# Devils Lake Fishing Report 7/1



## Ed's Bait (Jul 26, 2002)

Holiday fisherman should expect some excellent fishing on Devils Lake. 
Walleye, pike, and white bass action has been good in most all parts of the 
lake. For walleyes, anglers are trolling old sunken roads, rip rapped 
shorelines, and rocky/gravel points with bottom bouncers and spinners or cranks 
such as shad raps, jointed shads, and salmo?s. Some of the better areas 
include the sunken roads of Pelican, the Golden Highway, the rip rap along Hwy 
281, 20, & 57, Doc Hagens, Old and New Mil, Cactus/Ft. Totten area, Stromme 
Addition, Penny Bay, & Birkland?s Point. Anglers are also pitching cranks such 
as shad raps into shallow windswept shorelines and working the edges of 
developed weed beds. Slip bobbering in the trees in Pelican and the Flats is 
also working quite well and has been one of the better ways to catch larger 
fish.

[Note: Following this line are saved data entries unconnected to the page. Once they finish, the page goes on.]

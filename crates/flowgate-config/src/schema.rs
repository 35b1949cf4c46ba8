//! Configuration schema types.
//!
//! This module defines the structure of all configuration sections.

use serde::{Deserialize, Serialize};
use std::time::Duration;

/// HTTP server section.
///
/// # Example
///
/// ```
/// use flowgate_config::ServerConfig;
///
/// let config = ServerConfig {
///     http_addr: "0.0.0.0:3000".to_string(),
///     ..Default::default()
/// };
/// assert!(config.enabled);
/// ```
#[derive(Debug, Clone, Serialize, Deserialize, PartialEq, Eq)]
#[serde(deny_unknown_fields)]
pub struct ServerConfig {
    /// Whether the HTTP server runs.
    #[serde(default = "default_true")]
    pub enabled: bool,

    /// Close the server gracefully on shutdown instead of stopping at once.
    #[serde(default = "default_true")]
    pub graceful_shutdown_enabled: bool,

    /// Bind address (e.g., "0.0.0.0:8080").
    #[serde(default = "default_http_addr")]
    pub http_addr: String,
}

impl Default for ServerConfig {
    fn default() -> Self {
        Self {
            enabled: true,
            graceful_shutdown_enabled: true,
            http_addr: default_http_addr(),
        }
    }
}

fn default_http_addr() -> String {
    "0.0.0.0:8080".to_string()
}

/// Job scheduler section.
#[derive(Debug, Clone, Serialize, Deserialize, PartialEq, Eq)]
#[serde(deny_unknown_fields)]
pub struct SchedulerConfig {
    /// Whether the scheduler runs.
    #[serde(default)]
    pub enabled: bool,

    /// Wait for running jobs on shutdown instead of stopping at once.
    #[serde(default = "default_true")]
    pub graceful_shutdown_enabled: bool,
}

impl Default for SchedulerConfig {
    fn default() -> Self {
        Self {
            enabled: false,
            graceful_shutdown_enabled: true,
        }
    }
}

/// Message consumer section.
#[derive(Debug, Clone, Serialize, Deserialize, PartialEq, Eq)]
#[serde(deny_unknown_fields)]
pub struct ConsumerConfig {
    /// Whether the message consumer runs.
    #[serde(default)]
    pub enabled: bool,

    /// Drain in-flight messages on shutdown instead of stopping at once.
    #[serde(default = "default_true")]
    pub graceful_shutdown_enabled: bool,

    /// How often to check for in-flight messages while draining.
    #[serde(default = "default_drain_poll_interval")]
    pub drain_poll_interval_ms: u64,

    /// Upper bound on draining.
    #[serde(default = "default_drain_timeout")]
    pub drain_timeout_secs: u64,
}

impl ConsumerConfig {
    /// Poll interval as a [`Duration`].
    #[must_use]
    pub fn drain_poll_interval(&self) -> Duration {
        Duration::from_millis(self.drain_poll_interval_ms)
    }

    /// Drain timeout as a [`Duration`].
    #[must_use]
    pub fn drain_timeout(&self) -> Duration {
        Duration::from_secs(self.drain_timeout_secs)
    }
}

impl Default for ConsumerConfig {
    fn default() -> Self {
        Self {
            enabled: false,
            graceful_shutdown_enabled: true,
            drain_poll_interval_ms: default_drain_poll_interval(),
            drain_timeout_secs: default_drain_timeout(),
        }
    }
}

fn default_drain_poll_interval() -> u64 {
    1000
}

fn default_drain_timeout() -> u64 {
    30
}

/// Document store section.
#[derive(Debug, Clone, Serialize, Deserialize, PartialEq, Eq)]
#[serde(deny_unknown_fields)]
pub struct DocumentStoreConfig {
    /// Connection URL. Empty disables the store.
    #[serde(default)]
    pub url: String,

    /// Database name.
    #[serde(default)]
    pub name: String,

    /// Database holding the credentials.
    #[serde(default = "default_auth_source")]
    pub auth_source: String,

    /// Authentication mechanism.
    #[serde(default = "default_auth_mechanism")]
    pub auth_mechanism: String,
}

impl Default for DocumentStoreConfig {
    fn default() -> Self {
        Self {
            url: String::new(),
            name: String::new(),
            auth_source: default_auth_source(),
            auth_mechanism: default_auth_mechanism(),
        }
    }
}

fn default_auth_source() -> String {
    "admin".to_string()
}

fn default_auth_mechanism() -> String {
    "SCRAM-SHA-1".to_string()
}

/// Relational store section.
#[derive(Debug, Clone, Serialize, Deserialize, PartialEq, Eq, Default)]
#[serde(deny_unknown_fields)]
pub struct RelationalStoreConfig {
    /// Connection URL. Empty disables the store.
    #[serde(default)]
    pub url: String,
}

/// Log format.
#[derive(Debug, Clone, Copy, Serialize, Deserialize, PartialEq, Eq, Default)]
#[serde(rename_all = "lowercase")]
pub enum LogFormat {
    /// JSON formatted logs (production).
    #[default]
    Json,
    /// Human-readable pretty format (development).
    Pretty,
}

/// Logging section.
#[derive(Debug, Clone, Serialize, Deserialize, PartialEq, Eq)]
#[serde(deny_unknown_fields)]
pub struct LoggingConfig {
    /// Enable logging.
    #[serde(default = "default_true")]
    pub enabled: bool,

    /// Log level (trace, debug, info, warn, error).
    #[serde(default = "default_log_level")]
    pub level: String,

    /// Log output format.
    #[serde(default)]
    pub format: LogFormat,
}

impl LoggingConfig {
    /// Converts into the subscriber settings used by `init_logging`.
    #[must_use]
    pub fn to_log_config(&self) -> flowgate_telemetry::LogConfig {
        let base = match self.format {
            LogFormat::Json => flowgate_telemetry::LogConfig::production(),
            LogFormat::Pretty => flowgate_telemetry::LogConfig::development(),
        };
        flowgate_telemetry::LogConfig {
            enabled: self.enabled,
            level: self.level.clone(),
            ..base
        }
    }
}

impl Default for LoggingConfig {
    fn default() -> Self {
        Self {
            enabled: true,
            level: default_log_level(),
            format: LogFormat::default(),
        }
    }
}

fn default_log_level() -> String {
    "info".to_string()
}

fn default_true() -> bool {
    true
}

Some of the better areas for that include Monkey Ridge, Howard Farm, 
Holy Bay, Hog Bay, Old Mill, New Mill, and the trees of Creel Bay. Anglers 
continue to catch pike and bass along with walleyes in most parts of the lake. 
Some of the larger pike though are coming from East Devils Lake. For you 
shorefisherman, you can expect some excellent fishing in the early morning and 
evening hours. Lindy rigs or jigs tipped with leeches or crawlers are working 
the best. Some of the better areas have been along Hwy 19 north in the north 
end of Creel and near the 281 intersection, the bridges of Hwy 57, 20, & the 
Mauvee, and the area from the dike to Acorn Ridge along Hwy 57. Good Luck and 
have a safe and enjoyable Fourth of July.


----------